API Reference · Changelog · Platform
Install
pip install inworld-tts
Requires Python 3.10+.
Authentication
Pass your API key directly or set INWORLD_API_KEY in your environment:
export INWORLD_API_KEY=your_api_key
from inworld_tts import InworldTTS
tts = InworldTTS() # reads INWORLD_API_KEY from env
tts = InworldTTS(api_key="your_api_key") # or pass directly
Get your key at platform.inworld.ai.
Quickstart
from inworld_tts import InworldTTS
tts = InworldTTS()
tts.generate("Hello, world!", voice="Dennis", output_file="hello.mp3")
Models
| Model ID | Quality | Default for |
|---|---|---|
inworld-tts-1.5-max |
Higher quality | generate() |
inworld-tts-1.5-mini |
Lower latency | stream() |
Use max when quality is the priority (e.g. audiobooks, voiceovers). Use mini for real-time use cases (e.g. voice assistants).
Constructor
tts = InworldTTS(
api_key="your_key",
timeout=120, # HTTP timeout in seconds (default: per-method)

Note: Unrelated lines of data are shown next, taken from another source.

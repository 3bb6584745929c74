// Display helpers shared by the booking, invoice and search views
use chrono::NaiveDate;

pub const DEFAULT_CURRENCY_SYMBOL: &str = "₺";

// Calendar labels use day-first numeric dates
pub fn format_date(date: NaiveDate) -> String {
    date.format("%d/%m/%Y").to_string()
}

// Currency symbol prefix, comma thousands separators and at most three
// fraction digits with trailing zeros dropped, e.g. 12500.5 -> "₺12,500.5"
pub fn format_price(amount: f64, currency_symbol: &str) -> String {
    if !amount.is_finite() {
        return format!("{currency_symbol}0");
    }

    let rounded = (amount.abs() * 1000.0).round() / 1000.0;
    let fixed = format!("{rounded:.3}");
    let (whole, fraction) = fixed.split_once('.').unwrap_or((fixed.as_str(), ""));
    let fraction = fraction.trim_end_matches('0');

    let mut grouped = String::with_capacity(whole.len() + whole.len() / 3);
    for (i, digit) in whole.chars().enumerate() {
        if i > 0 && (whole.len() - i) % 3 == 0 {
            grouped.push(',');
        }
        grouped.push(digit);
    }

    let sign = if amount < 0.0 && rounded > 0.0 { "-" } else { "" };
    if fraction.is_empty() {
        format!("{sign}{currency_symbol}{grouped}")
    } else {
        format!("{sign}{currency_symbol}{grouped}.{fraction}")
    }
}

// Whole-number percentage saved against the list price
pub fn calculate_discount(original_price: f64, discounted_price: f64) -> i64 {
    if original_price <= 0.0 {
        return 0;
    }
    (((original_price - discounted_price) / original_price) * 100.0).round() as i64
}

pub fn capitalize_first(text: &str) -> String {
    let mut chars = text.chars();
    match chars.next() {
        Some(first) => {
            let rest = chars.as_str().to_lowercase();
            first.to_uppercase().chain(rest.chars()).collect()
        }
        None => String::new(),
    }
}

pub fn truncate_text(text: &str, max_chars: usize) -> String {
    if text.chars().count() <= max_chars {
        return text.to_string();
    }
    let mut truncated: String = text.chars().take(max_chars).collect();
    truncated.push_str("...");
    truncated
}
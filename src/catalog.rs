// Static demo catalog: weekend hotels, offers, loyalty programs and travel ideas
use serde::{Deserialize, Serialize};
use std::fmt;
use std::path::Path;
use std::str::FromStr;
use thiserror::Error;
use tracing::{debug, info};

#[derive(Error, Debug)]
pub enum CatalogError {
    #[error("Catalog JSON parse error: {0}")]
    Json(#[from] serde_json::Error),

    #[error("I/O error: {0}")]
    Io(#[from] std::io::Error),

    #[error("Unknown amenity id: {0}")]
    UnknownAmenity(String),
}

// One bookable property. Prices are in the catalog currency.
#[derive(Debug, Clone, PartialEq, Serialize, Deserialize)]
#[serde(rename_all = "camelCase")]
pub struct HotelRecord {
    pub id: u32,
    pub name: String,
    pub rating: f64,
    pub image: String,
    pub original_price: f64,
    pub discounted_price: f64,
    pub discount: u32,
    pub validity: String,
    pub conditions: String,
    pub location: String,
}

#[derive(Debug, Clone, PartialEq, Serialize, Deserialize)]
#[serde(rename_all = "camelCase")]
pub struct Offer {
    pub id: u32,
    pub title: String,
    pub description: String,
    pub image: String,
}

#[derive(Debug, Clone, PartialEq, Serialize, Deserialize)]
#[serde(rename_all = "camelCase")]
pub struct LoyaltyProgram {
    pub id: u32,
    pub name: String,
    pub description: String,
    pub benefits: Vec<String>,
}

#[derive(Debug, Clone, PartialEq, Serialize, Deserialize)]
#[serde(rename_all = "camelCase")]
pub struct TravelIdea {
    pub id: u32,
    pub name: String,
    pub country: String,
    pub image: String,
    pub rating: f64,
    // Display string, e.g. "₺2,500"
    pub price: String,
    pub description: String,
}

// Amenities offered in the advanced filter panel. Hotel records carry no
// amenity data, so a non-empty amenity requirement never matches anything.
#[derive(Debug, Clone, Copy, PartialEq, Eq, PartialOrd, Ord, Hash, Serialize, Deserialize)]
#[serde(rename_all = "lowercase")]
pub enum Amenity {
    Wifi,
    Parking,
    Breakfast,
    Pool,
    Gym,
    Spa,
    Bar,
    #[serde(rename = "shuttle")]
    AirportShuttle,
}

impl Amenity {
    pub const ALL: [Amenity; 8] = [
        Amenity::Wifi,
        Amenity::Parking,
        Amenity::Breakfast,
        Amenity::Pool,
        Amenity::Gym,
        Amenity::Spa,
        Amenity::Bar,
        Amenity::AirportShuttle,
    ];

    pub const fn id(self) -> &'static str {
        match self {
            Amenity::Wifi => "wifi",
            Amenity::Parking => "parking",
            Amenity::Breakfast => "breakfast",
            Amenity::Pool => "pool",
            Amenity::Gym => "gym",
            Amenity::Spa => "spa",
            Amenity::Bar => "bar",
            Amenity::AirportShuttle => "shuttle",
        }
    }

    pub const fn label(self) -> &'static str {
        match self {
            Amenity::Wifi => "WiFi",
            Amenity::Parking => "Parking",
            Amenity::Breakfast => "Breakfast",
            Amenity::Pool => "Pool",
            Amenity::Gym => "Gym",
            Amenity::Spa => "Spa",
            Amenity::Bar => "Bar",
            Amenity::AirportShuttle => "Airport Shuttle",
        }
    }
}

impl fmt::Display for Amenity {
    fn fmt(&self, f: &mut fmt::Formatter<'_>) -> fmt::Result {
        f.write_str(self.label())
    }
}

impl FromStr for Amenity {
    type Err = CatalogError;

    fn from_str(s: &str) -> Result<Self, Self::Err> {
        let wanted = s.trim();
        Amenity::ALL
            .into_iter()
            .find(|amenity| amenity.id().eq_ignore_ascii_case(wanted))
            .ok_or_else(|| CatalogError::UnknownAmenity(wanted.to_string()))
    }
}

// Read-only datasets handed to the screens once at startup
#[derive(Debug, Clone, Default, PartialEq, Serialize, Deserialize)]
#[serde(default, rename_all = "camelCase")]
pub struct Catalog {
    pub hotels: Vec<HotelRecord>,
    pub offers: Vec<Offer>,
    pub loyalty_programs: Vec<LoyaltyProgram>,
    pub ideas: Vec<TravelIdea>,
}

impl Catalog {
    // The fixed demo dataset
    pub fn builtin() -> Self {
        Self {
            hotels: weekend_hotels(),
            offers: offers(),
            loyalty_programs: loyalty_programs(),
            ideas: travel_ideas(),
        }
    }

    // Parse a catalog document with the same shape as the builtin dataset
    pub fn from_json(json: &str) -> Result<Self, CatalogError> {
        let catalog: Catalog = serde_json::from_str(json)?;
        debug!(
            hotels = catalog.hotels.len(),
            offers = catalog.offers.len(),
            loyalty_programs = catalog.loyalty_programs.len(),
            ideas = catalog.ideas.len(),
            "parsed catalog document"
        );
        Ok(catalog)
    }

    pub fn load(path: impl AsRef<Path>) -> Result<Self, CatalogError> {
        let path = path.as_ref();
        let content = std::fs::read_to_string(path)?;
        let catalog = Self::from_json(&content)?;
        info!(path = %path.display(), hotels = catalog.hotels.len(), "loaded catalog");
        Ok(catalog)
    }

    // Screens refer to the selected hotel by name
    pub fn hotel_by_name(&self, name: &str) -> Option<&HotelRecord> {
        self.hotels.iter().find(|hotel| hotel.name == name)
    }

    pub fn hotel_by_id(&self, id: u32) -> Option<&HotelRecord> {
        self.hotels.iter().find(|hotel| hotel.id == id)
    }

    // Details screen: first hotel whose name or location contains the
    // destination, ignoring case, else the first hotel in the catalog
    pub fn hotel_for_destination(&self, destination: &str) -> Option<&HotelRecord> {
        let wanted = destination.to_lowercase();
        let found = self.hotels.iter().find(|hotel| {
            hotel.name.to_lowercase().contains(&wanted)
                || hotel.location.to_lowercase().contains(&wanted)
        });
        if found.is_none() {
            debug!(destination, "no hotel matches destination, using the first one");
        }
        found.or_else(|| self.hotels.first())
    }
}

const HOTEL_VALIDITY: &str = "8-10 August";

fn hotel(
    id: u32,
    name: &str,
    rating: f64,
    image: &str,
    (original_price, discounted_price, discount): (f64, f64, u32),
    conditions: &str,
    location: &str,
) -> HotelRecord {
    HotelRecord {
        id,
        name: name.to_string(),
        rating,
        image: image.to_string(),
        original_price,
        discounted_price,
        discount,
        validity: HOTEL_VALIDITY.to_string(),
        conditions: conditions.to_string(),
        location: location.to_string(),
    }
}

pub fn weekend_hotels() -> Vec<HotelRecord> {
    vec![
        hotel(
            1,
            "Grand Plaza Hotel",
            4.8,
            "https://images.unsplash.com/photo-1566073771259-6a8506099945?w=400",
            (1200.0, 850.0, 29),
            "Free cancellation • Breakfast included",
            "Downtown Istanbul",
        ),
        hotel(
            2,
            "Seaside Resort & Spa",
            4.6,
            "https://images.unsplash.com/photo-1571896349842-33c89424de2d?w=400",
            (1800.0, 1200.0, 33),
            "Non-refundable • All inclusive",
            "Antalya Coast",
        ),
        hotel(
            3,
            "Mountain View Lodge",
            4.4,
            "https://images.unsplash.com/photo-1520250497591-112f2f40a3f4?w=400",
            (950.0, 650.0, 32),
            "Free cancellation • Parking included",
            "Bolu Mountains",
        ),
        hotel(
            4,
            "Urban Boutique Hotel",
            4.7,
            "https://images.unsplash.com/photo-1551882547-ff40c63fe5fa?w=400",
            (1100.0, 750.0, 32),
            "Free cancellation • WiFi included",
            "Kadıköy, Istanbul",
        ),
    ]
}

pub fn offers() -> Vec<Offer> {
    vec![Offer {
        id: 1,
        title: "Summer Sale".to_string(),
        description: "Up to 50% off on summer bookings.".to_string(),
        image: "https://images.unsplash.com/photo-1566073771259-6a8506099945?w=400".to_string(),
    }]
}

pub fn loyalty_programs() -> Vec<LoyaltyProgram> {
    let program = |id: u32, name: &str, description: &str, benefits: &[&str]| LoyaltyProgram {
        id,
        name: name.to_string(),
        description: description.to_string(),
        benefits: benefits.iter().map(|b| b.to_string()).collect(),
    };

    vec![
        program(
            1,
            "Loyalty Program A",
            "Earn points with every booking.",
            &["Free breakfast", "Late checkout", "Room upgrades"],
        ),
        program(
            2,
            "Loyalty Program B",
            "Exclusive discounts for members.",
            &["10% off bookings", "Priority support"],
        ),
        program(
            3,
            "Loyalty Program C",
            "Special offers and rewards.",
            &["Free nights", "Gift vouchers"],
        ),
        program(
            4,
            "Loyalty Program D",
            "Personalized travel experiences.",
            &["Custom itineraries", "Exclusive events"],
        ),
        program(
            5,
            "Loyalty Program E",
            "Access to premium services.",
            &["Concierge service", "Airport transfers"],
        ),
    ]
}

pub fn travel_ideas() -> Vec<TravelIdea> {
    let idea = |id: u32, name: &str, country: &str, image: &str, rating: f64, price: &str, description: &str| {
        TravelIdea {
            id,
            name: name.to_string(),
            country: country.to_string(),
            image: image.to_string(),
            rating,
            price: price.to_string(),
            description: description.to_string(),
        }
    };

    vec![
        idea(
            1,
            "Santorini",
            "Greece",
            "https://images.unsplash.com/photo-1570077188670-e3a8d69ac5ff?w=400",
            4.9,
            "₺2,500",
            "Stunning sunsets and white architecture",
        ),
        idea(
            2,
            "Bali",
            "Indonesia",
            "https://images.unsplash.com/photo-1537953773345-d172ccf13cf1?w=400",
            4.8,
            "₺3,200",
            "Tropical paradise with rich culture",
        ),
        idea(
            3,
            "Tokyo",
            "Japan",
            "https://images.unsplash.com/photo-1540959733332-eab4deabeeaf?w=400",
            4.7,
            "₺4,500",
            "Modern city with traditional charm",
        ),
        idea(
            4,
            "New York",
            "USA",
            "https://images.unsplash.com/photo-1496442226666-8d4d0e62e6e9?w=400",
            4.6,
            "₺5,800",
            "The city that never sleeps",
        ),
        idea(
            5,
            "Paris",
            "France",
            "https://images.unsplash.com/photo-1502602898534-861c1a3c1b4b?w=400",
            4.9,
            "₺3,900",
            "City of love and lights",
        ),
        idea(
            6,
            "Dubai",
            "UAE",
            "https://images.unsplash.com/photo-1512453979798-5ea266f8880c?w=400",
            4.5,
            "₺4,200",
            "Luxury shopping and modern architecture",
        ),
    ]
}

max_concurrent_requests=4, # parallel chunk requests for long text (default: 2)
max_retries=2, # retry on network errors / 5xx with exponential backoff (default: 2)
debug=True, # log requests, responses, and timing
)
See Constructor in the API Reference for full parameter details and per-method timeout defaults.
generate()
Synthesize speech from text of any length. Blocks until all audio is ready.
# Save to file
tts.generate("Hello!", voice="Dennis", output_file="hello.mp3")
# Get bytes for further processing
audio = tts.generate("Hello!", voice="Dennis")
# Generate, save, and play
tts.generate("Hello!", voice="Dennis", output_file="hello.mp3", play=True)
stream()
Async streaming — first audio chunk arrives faster than generate(). Max 2000 characters per call.
import asyncio
async def main():
async for chunk in tts.stream("Hello, world!", voice="Dennis"):
pass # process chunk (bytes) as it arrives
asyncio.run(main())
Timestamps
generate_with_timestamps() and stream_with_timestamps() return word- or character-level timing alongside audio.
result = tts.generate_with_timestamps("Hello, world!", voice="Dennis", timestamp_type="WORD")
wa = result["timestamps"]["wordAlignment"]
for word, start, end in zip(wa["words"], wa["wordStartTimeSeconds"], wa["wordEndTimeSeconds"]):
print(f"{word}: {start:.2f}s – {end:.2f}s")
See generate_with_timestamps() and stream_with_timestamps() for full details.
play()
Play audio from bytes or a file path. Encoding is auto-detected from magic bytes.
audio = tts.generate("Hello!", voice="Dennis")
tts.play(audio)
tts.play("hello.mp3") # file path also accepted
tts.play(pcm_bytes, encoding="PCM") # encoding hint required for raw PCM/ALAW/MULAW
See play() for platform player details.
list_voices()
List voices in your workspace, with optional language filter.
voices = tts.list_voices()
voices = tts.list_voices(lang="EN_US")
voices = tts.list_voices(lang=["EN_US", "ES_ES"])
get_voice()
Get details of a specific voice.
voice = tts.get_voice("workspace__my_clone")
update_voice()
Update a voice's display name, description, or tags.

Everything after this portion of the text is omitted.